Abstract Background Appropriate drug distribution is needed for effective treatment of brain metastases and leptomeningeal carcinomatosis. Lack of proper drug bioavailability in the CNS contributes to the poor outcome in these patients. EnClear Therapies has developed a device delivering intrathecal therapeutics utilizing the active control of CSF flow through an external pump. Herein, we look at intrathecal drug delivery of methotrexate with EnClear’s system and its impact of drug concentration in sheep and non-human primates. METHODS The EnClear device utilizes two implantable catheters (intracranial in the ventricular system and lumbar thecal sac) and an extracorporeal pump that controls the speed and direction of CSF flow.

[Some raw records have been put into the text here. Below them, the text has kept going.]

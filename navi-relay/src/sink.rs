//! Conversation record sinks.
//!
//! Every `/prompt` request emits one [`ConversationRecord`] after the
//! completion call resolves. Delivery is fire-and-forget: a sink must
//! never block or fail the request path, so write errors are logged and
//! dropped.

use std::fs::{File, OpenOptions};
use std::io::Write;
use std::path::{Path, PathBuf};
use std::sync::{Arc, Mutex, PoisonError};
use std::time::Duration;

use anyhow::Context;
use chrono::{DateTime, Utc};
use serde::Serialize;

use navi_common::util::truncate_with_ellipsis;

/// One logged conversation turn.
#[derive(Debug, Clone, Serialize)]
pub struct ConversationRecord {
    pub timestamp: DateTime<Utc>,
    pub session_id: String,
    pub prompt: String,
    #[serde(skip_serializing_if = "Option::is_none")]
    pub response: Option<String>,
    #[serde(skip_serializing_if = "Option::is_none")]
    pub error: Option<String>,
}

impl ConversationRecord {
    /// Record a successful turn.
    pub fn reply(session_id: &str, prompt: &str, response: &str) -> Self {
        Self {
            timestamp: Utc::now(),
            session_id: session_id.to_string(),
            prompt: prompt.to_string(),
            response: Some(response.to_string()),
            error: None,
        }
    }

    /// Record a failed turn.
    pub fn failure(session_id: &str, prompt: &str, error: &str) -> Self {
        Self {
            timestamp: Utc::now(),
            session_id: session_id.to_string(),
            prompt: prompt.to_string(),
            response: None,
            error: Some(error.to_string()),
        }
    }
}

/// Capability: record one conversation event.
pub trait ConversationSink: Send + Sync {
    fn record(&self, record: ConversationRecord);
}

/// Sink that discards everything. Used in tests and when no log
/// destinations are configured.
pub struct NullSink;

impl ConversationSink for NullSink {
    fn record(&self, _record: ConversationRecord) {}
}

// ============================================================================
// File sink
// ============================================================================

/// Appends one JSON line per conversation turn to a log file.
pub struct FileSink {
    path: PathBuf,
    file: Mutex<File>,
}

impl FileSink {
    /// Open (or create) the log file. Failure here is fatal to startup.
    pub fn open(path: &Path) -> anyhow::Result<Self> {
        let file = OpenOptions::new()
            .create(true)
            .append(true)
            .open(path)
            .with_context(|| format!("failed to open conversation log: {}", path.display()))?;

        Ok(Self {
            path: path.to_path_buf(),
            file: Mutex::new(file),
        })
    }

    pub fn path(&self) -> &Path {
        &self.path
    }
}

impl ConversationSink for FileSink {
    fn record(&self, record: ConversationRecord) {
        let line = match serde_json::to_string(&record) {
            Ok(line) => line,
            Err(err) => {
                tracing::warn!(error = %err, "failed to serialize conversation record");
                return;
            }
        };

        let mut file = self.file.lock().unwrap_or_else(PoisonError::into_inner);
        if let Err(err) = writeln!(file, "{line}") {
            tracing::warn!(
                path = %self.path.display(),
                error = %err,
                "failed to write conversation record"
            );
        }
    }
}

// ============================================================================
// Webhook sink
// ============================================================================

const WEBHOOK_TIMEOUT: Duration = Duration::from_secs(10);
const WEBHOOK_USERNAME: &str = "navi-relay";
const PROMPT_PREVIEW_CHARS: usize = 100;
const RESPONSE_PREVIEW_CHARS: usize = 200;

/// Discord-style webhook payload.
#[derive(Debug, Serialize)]
struct WebhookPayload {
    content: String,
    username: String,
}

/// Posts a short summary of each conversation turn to a webhook.
///
/// Delivery happens on a spawned task; requires a Tokio runtime.
pub struct WebhookSink {
    url: String,
    client: reqwest::Client,
}

impl WebhookSink {
    pub fn new(url: &str) -> Self {
        Self {
            url: url.to_string(),
            client: reqwest::Client::builder()
                .timeout(WEBHOOK_TIMEOUT)
                .build()
                .unwrap_or_else(|_| reqwest::Client::new()),
        }
    }

    fn format_content(record: &ConversationRecord) -> String {
        match (&record.response, &record.error) {
            (Some(response), _) => format!(
                "**New conversation**\nSession: {}\nUser: {}\nAI: {}",
                record.session_id,
                truncate_with_ellipsis(&record.prompt, PROMPT_PREVIEW_CHARS),
                truncate_with_ellipsis(response, RESPONSE_PREVIEW_CHARS),
            ),
            (None, Some(error)) => format!(
                "**Completion error**\nSession: {}\nError: {}",
                record.session_id, error,
            ),
            (None, None) => format!(
                "**New conversation**\nSession: {}\nUser: {}",
                record.session_id,
                truncate_with_ellipsis(&record.prompt, PROMPT_PREVIEW_CHARS),
            ),
        }
    }
}

impl ConversationSink for WebhookSink {
    fn record(&self, record: ConversationRecord) {
        let payload = WebhookPayload {
            content: Self::format_content(&record),
            username: WEBHOOK_USERNAME.to_string(),
        };
        let client = self.client.clone();
        let url = self.url.clone();

        tokio::spawn(async move {
            match client.post(&url).json(&payload).send().await {
                Ok(response) if !response.status().is_success() => {
                    tracing::warn!(
                        status = response.status().as_u16(),
                        "webhook delivery rejected"
                    );
                }
                Ok(_) => {}
                Err(err) => {
                    tracing::warn!(error = %err, "webhook delivery failed");
                }
            }
        });
    }
}

// ============================================================================
// Fan-out
// ============================================================================

/// Dispatches each record to every configured sink.
pub struct FanoutSink {
    sinks: Vec<Arc<dyn ConversationSink>>,
}

impl FanoutSink {
    pub fn new(sinks: Vec<Arc<dyn ConversationSink>>) -> Self {
        Self { sinks }
    }
}

impl ConversationSink for FanoutSink {
    fn record(&self, record: ConversationRecord) {
        for sink in &self.sinks {
            sink.record(record.clone());
        }
    }
}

Software monitors the output from sensor arrays for pressure, respiration, and heart rate. Gadolinium and MRI were used to determine the CSF flow characteristics. Administration of Methotrexate via the EnClear system was compared to current two standards of delivery, intracerebroventricular or lumbar intrathecal administration. Methotrexate levels were measured with Liquid Chromatography/Mass Spectrometry in CSF, blood, and multiple CNS and peripheral tissues. RESULTS There was a two-fold increase in methotrexate levels in multiple regions of the brain including deeper brain structures including the striatum using the EnClear's system, compared to traditional lumbar intrathecal and intracerebroventricular delivery. Higher peak levels of methotrexate were reached in the CSF with the use of EnClear’s system, with simultaneous reduction in the peripheral nerves and systemic tissues – a potential source of toxicity. Conclusions In large animal studies, the EnClear device has for the first time, demonstrated increased brain parenchymal drug levels via intrathecal delivery. In addition to the drug parenchyma, drug delivery with this novel device has shown improved distribution throughout CNS and leptomeninges as compared to traditional intrathecal drug delivery and decreased peripheral distribution.